Change in Control – shall have the meaning of such term as specified in that certain Company Inc. Equity Incentive Award Plan under which the Company is then granting equity awards, as the same shall be in effect from time to time. The Compensation Committee of the Board shall have full and final authority, which shall be exercised in its discretion, to determine conclusively whether a Change in Control of the Company has occurred pursuant to the above definition, and the date of the occurrence of such Change in Control and any incidental matters relating thereto.

Change in Control Period – means the period that begins ninety (90) days prior to the closing date of, and ends 24 months following, a Change in Control.

Company – means Company or any of its participating U.S. subsidiaries, as applicable, and after a Change in Control, any Successor Entity (as such term is defined in that certain Company Equity Incentive Award Plan, as the same shall be in effect from time to time).

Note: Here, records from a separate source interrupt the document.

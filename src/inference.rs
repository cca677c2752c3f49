//! Storage type inference for new tables.
//!
//! Each column is classified in priority order: numeric (integer tiers by
//! observed range, otherwise `DOUBLE`), temporal (`DATETIME`/`DATE`), then
//! text sized by the longest stringified value. Inference never fails from
//! the caller's point of view: if any column cannot be classified, every
//! column falls back to `VARCHAR(255)`.

use std::fmt;

use log::warn;
use serde::{Deserialize, Serialize};
use thiserror::Error;

use crate::{data::Value, mapping::ColumnMapping, source::Dataset};

pub const FALLBACK_VARCHAR_LEN: usize = 255;

const TEXT_MAX: usize = 65_535;
const MEDIUMTEXT_MAX: usize = 16_777_215;

#[derive(Debug, Clone, Copy, PartialEq, Eq, Serialize, Deserialize)]
pub enum IntegerWidth {
    Tiny,
    Small,
    Medium,
    Regular,
    Big,
}

impl IntegerWidth {
    fn keyword(self) -> &'static str {
        match self {
            IntegerWidth::Tiny => "TINYINT",
            IntegerWidth::Small => "SMALLINT",
            IntegerWidth::Medium => "MEDIUMINT",
            IntegerWidth::Regular => "INT",
            IntegerWidth::Big => "BIGINT",
        }
    }

    fn unsigned_for(max: i128) -> Self {
        match max {
            m if m <= 255 => IntegerWidth::Tiny,
            m if m <= 65_535 => IntegerWidth::Small,
            m if m <= 16_777_215 => IntegerWidth::Medium,
            m if m <= 4_294_967_295 => IntegerWidth::Regular,
            _ => IntegerWidth::Big,
        }
    }

    fn signed_for(min: i128, max: i128) -> Self {
        if min >= -128 && max <= 127 {
            IntegerWidth::Tiny
        } else if min >= -32_768 && max <= 32_767 {
            IntegerWidth::Small
        } else if min >= -8_388_608 && max <= 8_388_607 {
            IntegerWidth::Medium
        } else if min >= -2_147_483_648 && max <= 2_147_483_647 {
            IntegerWidth::Regular
        } else {
            IntegerWidth::Big
        }
    }
}

/// A column type for `CREATE TABLE`, rendered in MySQL syntax by `Display`.
#[derive(Debug, Clone, Copy, PartialEq, Eq, Serialize, Deserialize)]
pub enum StorageType {
    Integer { width: IntegerWidth, unsigned: bool },
    Double,
    DateTime,
    Date,
    VarChar(usize),
    Text,
    MediumText,
    LongText,
}

impl StorageType {
    pub fn fallback() -> Self {
        StorageType::VarChar(FALLBACK_VARCHAR_LEN)
    }
}

impl fmt::Display for StorageType {
    fn fmt(&self, f: &mut fmt::Formatter<'_>) -> fmt::Result {
        match self {
            StorageType::Integer { width, unsigned } => {
                write!(f, "{}", width.keyword())?;
                if *unsigned {
                    write!(f, " UNSIGNED")?;
                }
                Ok(())
            }
            StorageType::Double => write!(f, "DOUBLE"),
            StorageType::DateTime => write!(f, "DATETIME"),
            StorageType::Date => write!(f, "DATE"),
            StorageType::VarChar(len) => write!(f, "VARCHAR({len})"),
            StorageType::Text => write!(f, "TEXT"),
            StorageType::MediumText => write!(f, "MEDIUMTEXT"),
            StorageType::LongText => write!(f, "LONGTEXT"),
        }
    }
}

#[derive(Debug, Error, PartialEq)]
pub enum InferenceError {
    #[error("column '{column}' holds a non-finite number ({value})")]
    NonFinite { column: String, value: f64 },
}

#[derive(Debug, Clone, PartialEq, Serialize, Deserialize)]
pub struct InferredColumn {
    pub name: String,
    pub storage: StorageType,
}

/// Infers the storage type of a single column of values.
pub fn infer_column<'a, I>(values: I) -> Result<StorageType, InferenceError>
where
    I: IntoIterator<Item = Option<&'a Value>>,
{
    infer_named_column("<column>", values)
}

fn infer_named_column<'a, I>(name: &str, values: I) -> Result<StorageType, InferenceError>
where
    I: IntoIterator<Item = Option<&'a Value>>,
{
    let present = values
        .into_iter()
        .flatten()
        .filter(|value| !value.is_missing())
        .collect::<Vec<_>>();

    if present.iter().all(|value| value.is_numeric()) {
        return infer_numeric(name, &present);
    }
    if present.iter().all(|value| value.is_temporal()) {
        if present.iter().any(|value| matches!(value, Value::DateTime(_))) {
            return Ok(StorageType::DateTime);
        }
        return Ok(StorageType::Date);
    }
    Ok(infer_text(&present))
}

fn infer_numeric(name: &str, values: &[&Value]) -> Result<StorageType, InferenceError> {
    let mut range: Option<(i128, i128)> = None;
    let mut fractional = false;
    for value in values {
        let observed = match value {
            Value::Integer(i) => *i as i128,
            Value::Boolean(b) => *b as i128,
            Value::Float(f) if !f.is_finite() => {
                return Err(InferenceError::NonFinite {
                    column: name.to_string(),
                    value: *f,
                });
            }
            Value::Float(f) if f.fract() != 0.0 || f.abs() >= i64::MAX as f64 => {
                fractional = true;
                continue;
            }
            Value::Float(f) => *f as i128,
            _ => continue,
        };
        range = Some(match range {
            Some((min, max)) => (min.min(observed), max.max(observed)),
            None => (observed, observed),
        });
    }

    if fractional {
        return Ok(StorageType::Double);
    }
    let storage = match range {
        None => StorageType::Integer {
            width: IntegerWidth::Tiny,
            unsigned: false,
        },
        Some((min, max)) if min >= 0 => StorageType::Integer {
            width: IntegerWidth::unsigned_for(max),
            unsigned: true,
        },
        Some((min, max)) => StorageType::Integer {
            width: IntegerWidth::signed_for(min, max),
            unsigned: false,
        },
    };
    Ok(storage)
}

fn infer_text(values: &[&Value]) -> StorageType {
    let max_len = values
        .iter()
        .map(|value| value.as_display().chars().count())
        .max()
        .unwrap_or(0);
    match max_len {
        0 => StorageType::VarChar(FALLBACK_VARCHAR_LEN),
        len if len <= FALLBACK_VARCHAR_LEN => StorageType::VarChar(len),
        len if len <= TEXT_MAX => StorageType::Text,
        len if len <= MEDIUMTEXT_MAX => StorageType::MediumText,
        _ => StorageType::LongText,
    }
}

/// Infers a storage type for every mapped column, named by target column.
///
/// Without a mapping every header is inferred under its own name. Mapped
/// sources missing from the dataset are skipped.
pub fn infer_schema(dataset: &Dataset, mapping: Option<&ColumnMapping>) -> Vec<InferredColumn> {
    let targets = match mapping {
        Some(mapping) => mapping
            .resolve(dataset.headers())
            .into_iter()
            .map(|(idx, target)| (idx, target.to_string()))
            .collect::<Vec<_>>(),
        None => dataset.headers().iter().cloned().enumerate().collect(),
    };

    let inferred = targets
        .iter()
        .map(|(idx, name)| {
            infer_named_column(name, dataset.column_values(*idx)).map(|storage| InferredColumn {
                name: name.clone(),
                storage,
            })
        })
        .collect::<Result<Vec<_>, _>>();

    match inferred {
        Ok(columns) => columns,
        Err(err) => {
            warn!("Type inference failed ({err}); falling back to VARCHAR(255) for every column");
            targets
                .into_iter()
                .map(|(_, name)| InferredColumn {
                    name,
                    storage: StorageType::fallback(),
                })
                .collect()
        }
    }
}

#[cfg(test)]
mod tests {
    use super::*;
    use chrono::NaiveDate;

    fn infer(values: &[Option<Value>]) -> StorageType {
        infer_column(values.iter().map(Option::as_ref)).unwrap()
    }

    fn ints(values: &[i64]) -> Vec<Option<Value>> {
        values.iter().map(|v| Some(Value::Integer(*v))).collect()
    }

    #[test]
    fn small_positive_integers_are_tinyint_unsigned() {
        assert_eq!(infer(&ints(&[1, 2, 3])).to_string(), "TINYINT UNSIGNED");
    }

    #[test]
    fn unsigned_tiers_follow_observed_maximum() {
        assert_eq!(infer(&ints(&[0, 255])).to_string(), "TINYINT UNSIGNED");
        assert_eq!(infer(&ints(&[0, 256])).to_string(), "SMALLINT UNSIGNED");
        assert_eq!(infer(&ints(&[65_536])).to_string(), "MEDIUMINT UNSIGNED");
        assert_eq!(infer(&ints(&[16_777_216])).to_string(), "INT UNSIGNED");
        assert_eq!(infer(&ints(&[4_294_967_296])).to_string(), "BIGINT UNSIGNED");
    }

    #[test]
    fn signed_tiers_follow_observed_range() {
        assert_eq!(infer(&ints(&[-128, 127])).to_string(), "TINYINT");
        assert_eq!(infer(&ints(&[-129, 5])).to_string(), "SMALLINT");
        assert_eq!(infer(&ints(&[-1, 40_000])).to_string(), "MEDIUMINT");
        assert_eq!(infer(&ints(&[-1, 8_388_608])).to_string(), "INT");
        assert_eq!(infer(&ints(&[i64::MIN, 0])).to_string(), "BIGINT");
    }

    #[test]
    fn fractional_values_make_the_column_double() {
        let values = vec![
            Some(Value::Float(1.5)),
            Some(Value::Integer(2)),
            Some(Value::Integer(3)),
        ];
        assert_eq!(infer(&values), StorageType::Double);
    }

    #[test]
    fn integral_floats_stay_integers() {
        let values = vec![Some(Value::Float(2.0)), Some(Value::Float(-4.0))];
        assert_eq!(infer(&values).to_string(), "TINYINT");
    }

    #[test]
    fn all_null_column_defaults_to_smallest_signed_integer() {
        assert_eq!(infer(&[None, None]).to_string(), "TINYINT");
        assert_eq!(
            infer(&[Some(Value::String("NA".into())), None]).to_string(),
            "TINYINT"
        );
    }

    #[test]
    fn booleans_count_as_small_integers() {
        let values = vec![Some(Value::Boolean(true)), Some(Value::Boolean(false))];
        assert_eq!(infer(&values).to_string(), "TINYINT UNSIGNED");
    }

    #[test]
    fn temporal_columns_pick_date_or_datetime() {
        let date = NaiveDate::from_ymd_opt(2024, 3, 1).unwrap();
        let dates = vec![Some(Value::Date(date)), None];
        assert_eq!(infer(&dates), StorageType::Date);

        let mixed = vec![
            Some(Value::Date(date)),
            Some(Value::DateTime(date.and_hms_opt(8, 0, 0).unwrap())),
        ];
        assert_eq!(infer(&mixed), StorageType::DateTime);
    }

    #[test]
    fn text_columns_are_sized_by_longest_value() {
        let values = vec![
            Some(Value::String("a".into())),
            Some(Value::String("bb".into())),
            Some(Value::String("ccc".into())),
        ];
        assert_eq!(infer(&values), StorageType::VarChar(3));
    }

    #[test]
    fn mixed_numbers_and_text_are_text() {
        let values = vec![Some(Value::Integer(12345)), Some(Value::String("x".into()))];
        assert_eq!(infer(&values), StorageType::VarChar(5));
    }

    #[test]
    fn long_text_moves_through_text_tiers() {
        let long = |len: usize| vec![Some(Value::String("x".repeat(len)))];
        assert_eq!(infer(&long(255)), StorageType::VarChar(255));
        assert_eq!(infer(&long(256)), StorageType::Text);
        assert_eq!(infer(&long(65_536)), StorageType::MediumText);
    }

    #[test]
    fn non_finite_numbers_are_reported() {
        let values = [Some(Value::Float(f64::INFINITY))];
        assert!(matches!(
            infer_column(values.iter().map(Option::as_ref)),
            Err(InferenceError::NonFinite { .. })
        ));
    }

    #[test]
    fn infer_schema_falls_back_to_varchar_for_every_column() {
        let dataset = Dataset::new(
            vec!["id".into(), "score".into()],
            vec![vec![
                Some(Value::Integer(1)),
                Some(Value::Float(f64::INFINITY)),
            ]],
        );
        let columns = infer_schema(&dataset, None);
        assert_eq!(columns.len(), 2);
        assert!(
            columns
                .iter()
                .all(|column| column.storage == StorageType::VarChar(255))
        );
    }
}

Company Equity Awards – means incentive awards granted (or deemed granted for accounting purposes) to an Eligible Participant on shares of common stock of the Company (“Stock”) and, after a Change in Control, any common equity of any Successor Entity, pursuant to the Company Equity Incentive Plan or otherwise, including without limitation any stock options, performance-based restricted stock units, and restricted stock units.

Disability – means “disability” within the meaning of the long-term disability plan by which the Eligible Participant is covered as of his or her Separation Date.

Effective Date – this Plan will be effective immediately following the distribution of the Stock by eBay Inc. to the shareholders of eBay Inc. Except as otherwise provided by the Company, in writing, this Plan replaces all prior plans, programs, and arrangements providing severance type benefits to eligible employees.

Eligible Employee – is an individual who meets all of the eligibility requirements set forth in Section 3 (Eligibility), and is not otherwise excluded from such eligibility requirements.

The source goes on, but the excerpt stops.